Tuesday, July 17, 2007

Working with the Therapeutic Self

"We think we want to do things, but that simply isn't enough, for without emotional motivation, the thought won't go anywhere. It's like a car without gas."....Elizabeth Bohorquez, RN, C.Ht

As writers we have many, many unique opportunities to help our readers or listeners towards change, but that won't happen unless the written or spokenWord is well-marinated in hot-desire emotional images that speak directly to the therapeutic part of our audience's mature self. It's also not going to happen if we are not taking good care of ourselves, both physically & emotionally. This is especially important for those of us who write in the field of self-help & self-development, although well-written fiction has placed many a person on the road to change because the subconscious mind doesn't know the difference between truth or fiction.


Inside each of us is something called the therapeutic self. In the practice of nursing, this is a key element in designing the nursing care plan for the patient. In writing, I find this just as important. When someone says "your writing or your audio really speaks to me," you know that you have reached the door of the therapeutic self.

The concept of the therapeutic self plays a major role in the development of a positive attitudinal approach, both for the writer & the reader/listener. What you do, what you say, as well as what you think & feel make you unique & your uniqueness is the key to deep caring. The depth of the caring will impact on the ability to bring change. To achieve positive change, each of us, writer & reader/listener must be invited & then to be motivated to look at ourselves & to examine our assets & liabilities.

Without the knowledge gained from an honest appraisal of the personal self, the therapeutic self can be in jeopardy of being ineffective as a change agent. So yes, as writers, we have our own self-work to do, if we want to bring this depth to our audience.

To be therapeutic, you must be yourself. And so, you need to recognize your personal strengths, as well as your weaknesses & to work with them, bringing them to their highest levels. In the practice of Interactive Self-Hypnosis, this is accomplished with the help of the subconscious mind. Here's an inner working example:

Invite yourself to relax deeply into the moment. This is as simple as finding a quiet place, utilizing a few cleansing breaths & intending to bring this experience to yourself. Once settled in, tilt your closed eyes up about twenty degrees & view the mind-screen. If you are not a visual person, just pretend that you are sitting in the second row of a movie theater & put your limitations aside. On the screen place your mature or therapeutic self, perhaps sitting on a comfortable chair. On the right are chairs for your assets & on the left sit the chairs for your liabilities. Image them as children coming in & taking their appropriate places. Notice there is no voice of judgment.

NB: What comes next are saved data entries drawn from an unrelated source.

//! Unit tests for the status poller and the directory it maintains.

#![allow(clippy::expect_used, clippy::unwrap_used)]

use std::sync::Arc;
use std::time::Duration;

use switchboard_cli::application::{Engine, EngineSettings, PollOutcome};
use switchboard_cli::domain::instance::{InstanceId, ReconciledState};
use switchboard_cli::domain::POLL_FAILURE_MESSAGE;
use switchboard_common::ErrorOrigin;

use crate::mocks::{RecordingCommand, ScriptedQuery, group, named, raw};

fn engine(query: &ScriptedQuery) -> Engine<ScriptedQuery, RecordingCommand> {
    Engine::new(query.clone(), RecordingCommand::new(), EngineSettings::default())
}

fn tracked(ids: &[&str]) -> EngineSettings {
    EngineSettings {
        tracked: ids.iter().map(|id| InstanceId::from(*id)).collect(),
        ..EngineSettings::default()
    }
}

#[tokio::test]
async fn test_poll_flattens_groups_into_directory() {
    let query = ScriptedQuery::new().then_groups(vec![
        group(vec![named("i-1", "running", "web"), raw("i-2", "stopped")]),
        group(vec![raw("i-3", "pending")]),
    ]);
    let engine = engine(&query);

    assert_eq!(engine.poll().await, PollOutcome::Changed);

    let snapshot = engine.snapshot();
    assert_eq!(snapshot.len(), 3);
    let web = snapshot.get(&InstanceId::from("i-1")).expect("i-1");
    assert_eq!(web.reconciled(), ReconciledState::Running);
    assert_eq!(web.name(), Some("web"));
    assert_eq!(
        snapshot.get(&InstanceId::from("i-3")).unwrap().reconciled(),
        ReconciledState::Transitioning
    );
    assert!(engine.error().is_none());
}

#[tokio::test]
async fn test_poll_passes_tracked_ids_in_one_batch() {
    let query = ScriptedQuery::new().then_ok(vec![raw("i-1", "running")]);
    let engine = Engine::new(query.clone(), RecordingCommand::new(), tracked(&["i-1", "i-2"]));

    engine.poll().await;

    assert_eq!(
        query.calls(),
        vec![vec![InstanceId::from("i-1"), InstanceId::from("i-2")]]
    );
}

#[tokio::test]
async fn test_poll_with_empty_tracked_set_queries_everything() {
    let query = ScriptedQuery::new().then_ok(vec![]);
    let engine = engine(&query);

    engine.poll().await;

    assert_eq!(query.calls(), vec![Vec::<InstanceId>::new()]);
}

#[tokio::test]
async fn test_identical_response_publishes_nothing() {
    let query = ScriptedQuery::new().then_ok(vec![raw("i-1", "running"), raw("i-2", "stopped")]);
    let engine = engine(&query);
    let mut rx = engine.subscribe();

    assert_eq!(engine.poll().await, PollOutcome::Changed);
    assert!(rx.has_changed().unwrap());
    let first = Arc::clone(&rx.borrow_and_update());

    assert_eq!(engine.poll().await, PollOutcome::Unchanged);
    assert_eq!(engine.poll().await, PollOutcome::Unchanged);

    assert!(!rx.has_changed().unwrap(), "no notification for equal data");
    assert!(Arc::ptr_eq(&first, &engine.snapshot()), "snapshot identity kept");
}

#[tokio::test]
async fn test_state_change_publishes_new_snapshot() {
    let query = ScriptedQuery::new()
        .then_ok(vec![raw("i-1", "stopped")])
        .then_ok(vec![raw("i-1", "pending")]);
    let engine = engine(&query);
    let mut rx = engine.subscribe();

    engine.poll().await;
    let before = Arc::clone(&rx.borrow_and_update());
    assert_eq!(engine.poll().await, PollOutcome::Changed);

    assert!(rx.has_changed().unwrap());
    let after = Arc::clone(&rx.borrow_and_update());
    assert!(!Arc::ptr_eq(&before, &after));
    let entry = after.get(&InstanceId::from("i-1")).unwrap();
    assert_eq!(entry.raw_state(), "pending");
    assert!(entry.is_transitioning());
    // The previous snapshot is untouched.
    assert_eq!(before.get(&InstanceId::from("i-1")).unwrap().raw_state(), "stopped");
}

#[tokio::test]
async fn test_tag_change_alone_is_a_change() {
    let query = ScriptedQuery::new()
        .then_ok(vec![named("i-1", "running", "web")])
        .then_ok(vec![named("i-1", "running", "web-2")]);
    let engine = engine(&query);

    engine.poll().await;
    assert_eq!(engine.poll().await, PollOutcome::Changed);
    assert_eq!(
        engine.snapshot().get(&InstanceId::from("i-1")).unwrap().name(),
        Some("web-2")
    );
}

#[tokio::test]
async fn test_instance_missing_from_response_is_kept() {
    let query = ScriptedQuery::new()
        .then_ok(vec![raw("i-1", "running"), raw("i-2", "stopped")])
        .then_ok(vec![raw("i-1", "stopping")]);
    let engine = engine(&query);

    engine.poll().await;
    engine.poll().await;

    let snapshot = engine.snapshot();
    assert_eq!(snapshot.len(), 2);
    assert_eq!(snapshot.get(&InstanceId::from("i-2")).unwrap().raw_state(), "stopped");
    assert_eq!(snapshot.get(&InstanceId::from("i-1")).unwrap().raw_state(), "stopping");
}

#[tokio::test]
async fn test_poll_failure_sets_fixed_message_and_keeps_directory() {
    let query = ScriptedQuery::new()
        .then_ok(vec![raw("i-1", "running")])
        .then_err("Could not connect to the endpoint URL: https://ec2.eu-west-1.amazonaws.com/");
    let engine = engine(&query);
    engine.poll().await;
    let before = engine.snapshot();
    let mut rx = engine.subscribe();

    assert_eq!(engine.poll().await, PollOutcome::Failed);

    let error = engine.error().expect("error surfaced");
    assert_eq!(error.origin, ErrorOrigin::Poll);
    assert_eq!(error.message, POLL_FAILURE_MESSAGE);
    assert!(!rx.has_changed().unwrap(), "directory not republished");
    assert!(Arc::ptr_eq(&before, &engine.snapshot()));
}

#[tokio::test]
async fn test_successful_poll_does_not_clear_error() {
    let query = ScriptedQuery::new()
        .then_err("timeout")
        .then_ok(vec![raw("i-1", "running")]);
    let engine = engine(&query);

    engine.poll().await;
    assert_eq!(engine.poll().await, PollOutcome::Changed);

    assert_eq!(engine.error().map(|e| e.origin), Some(ErrorOrigin::Poll));
    engine.dismiss_error();
    assert!(engine.error().is_none());
}

#[tokio::test]
async fn test_overlapping_poll_is_skipped() {
    let query = ScriptedQuery::new().then_ok(vec![raw("i-1", "running")]);
    let gate = query.gated();
    let engine = Arc::new(engine(&query));

    let first = tokio::spawn({
        let engine = Arc::clone(&engine);
        async move { engine.poll().await }
    });
    gate.entered().await;

    assert_eq!(engine.poll().await, PollOutcome::Skipped);
    assert_eq!(query.call_count(), 1);

    gate.release(1);
    assert_eq!(first.await.unwrap(), PollOutcome::Changed);

    // The flag is released once the first poll completes.
    gate.release(1);
    assert_eq!(engine.poll().await, PollOutcome::Unchanged);
    assert_eq!(query.call_count(), 2);
}

#[tokio::test]
async fn test_stop_discards_in_flight_poll() {
    let query = ScriptedQuery::new().then_err("connection reset");
    let gate = query.gated();
    let engine = Arc::new(engine(&query));

    let pending = tokio::spawn({
        let engine = Arc::clone(&engine);
        async move { engine.poll().await }
    });
    gate.entered().await;
    engine.stop().await;
    gate.release(1);

    assert_eq!(pending.await.unwrap(), PollOutcome::Discarded);
    assert!(engine.error().is_none(), "late failure not surfaced");
    assert!(engine.snapshot().is_empty());
}

#[tokio::test(start_paused = true)]
async fn test_poll_loop_ticks_on_interval_until_stopped() {
    let query = ScriptedQuery::new().then_ok(vec![raw("i-1", "running")]);
    let settings = EngineSettings {
        poll_interval: Duration::from_millis(2000),
        ..EngineSettings::default()
    };
    let engine = Engine::new(query.clone(), RecordingCommand::new(), settings);

    assert!(engine.start().await);
    assert!(!engine.start().await, "second start is a no-op");
    assert!(engine.is_running().await);

    // First tick fires immediately, then every 2s.
    tokio::time::sleep(Duration::from_millis(4100)).await;
    assert_eq!(query.call_count(), 3);
    assert_eq!(engine.snapshot().len(), 1);

    engine.stop().await;
    assert!(!engine.is_running().await);
    tokio::time::sleep(Duration::from_secs(10)).await;
    assert_eq!(query.call_count(), 3, "no ticks after stop");
}

#[tokio::test(start_paused = true)]
async fn test_slow_query_skips_ticks_instead_of_queueing() {
    let query = ScriptedQuery::new().then_ok(vec![raw("i-1", "running")]);
    let gate = query.gated();
    let engine = Engine::new(query.clone(), RecordingCommand::new(), EngineSettings::default());

    engine.start().await;
    gate.entered().await;
    // Several periods pass while the first query is held open.
    tokio::time::sleep(Duration::from_millis(7000)).await;
    assert_eq!(query.call_count(), 1);

    gate.release(100);
    tokio::time::sleep(Duration::from_millis(2100)).await;
    assert!(query.call_count() <= 3, "missed ticks are not replayed");
    engine.stop().await;
}

#[tokio::test(start_paused = true)]
async fn test_drop_cancels_poll_loop() {
    let query = ScriptedQuery::new().then_ok(vec![raw("i-1", "running")]);
    let engine = engine(&query);
    engine.start().await;
    tokio::time::sleep(Duration::from_millis(100)).await;
    let before = query.call_count();
    assert_eq!(before, 1, "first tick fires immediately");

    drop(engine);
    tokio::time::sleep(Duration::from_secs(30)).await;

    assert_eq!(query.call_count(), before, "no ticks after drop");
}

Once everyone is settled down, notice the light filtering in through a big window & entering both the assets & the liabilities. Black drops exit the fingertips, transmuting into gold dust as they touch the floor. Notice the assets are becoming bigger & stronger; the liabilities smaller & less intensive. The gold dust is now presented to your therapeutic self to bring back to the workshop of your daily world.

Here you are being genuine, honest, open & flexible. There is no voice of judgment. Nothing here speaks to errors or mistakes or any other negatives. Here, the self-esteem grows strong. In allowing yourself to just be, you share feelings, as opposed to trying to mask or cover them. Sharing is a very meaningful part of honest & open communication, but before you can have it with others, you must be able to have it with yourSelf. This is the practice of being human & is the essence of professionalism, both with yourSelf & with your audience. This is mature growth.


The therapeutic self needs specific positive attitudes for living at healthy levels. This is so for both writer & audience & so when writing, we come from our own therapeutic position & speak to the mutually mature aspect of our audience. Here are some powerful additudes to entertain, as well as to deliver in your writing:

Personal Worth: This is the viewpoint your hold about yourself & others. For example, staying aware & understanding such things as cultureal & social differences, respect for humanity, tolerance & patience towards human fraility. This is especially key when writing for addiction or other self-help areas. Whether it be the spokenWord or written word, the writer should demonstrate a conviction that dignity, individuality & equality of people must be protected.

Personal Integrity: I believe strongly that we must all maintain a sense of honesty towards ourselves & with others. We communicate on so many different levels & if we are living a dishonest life, then this will come through as well....not the type of delivery we want.

Open-Mindedness: We can model a willingness & ability to change, for it sits within all of us. As we practice, this will find itself in the work we deliver to our audience.

Hopefulness: As writers, we must practice looking at our own life situations from the bright side. This will then allow us to easily convey brightness to our audience, keeping in mind that we cannot give what we do not have to give.

So writing is not just about getting the words on paper, or the sounds on the disk. It's not just about deadlines & struggling with mental blocks. Writing is also about how we care for ourselves & the attitudes we hang around with, for like it or not, they are a part of what we share, consciously or subconsciously.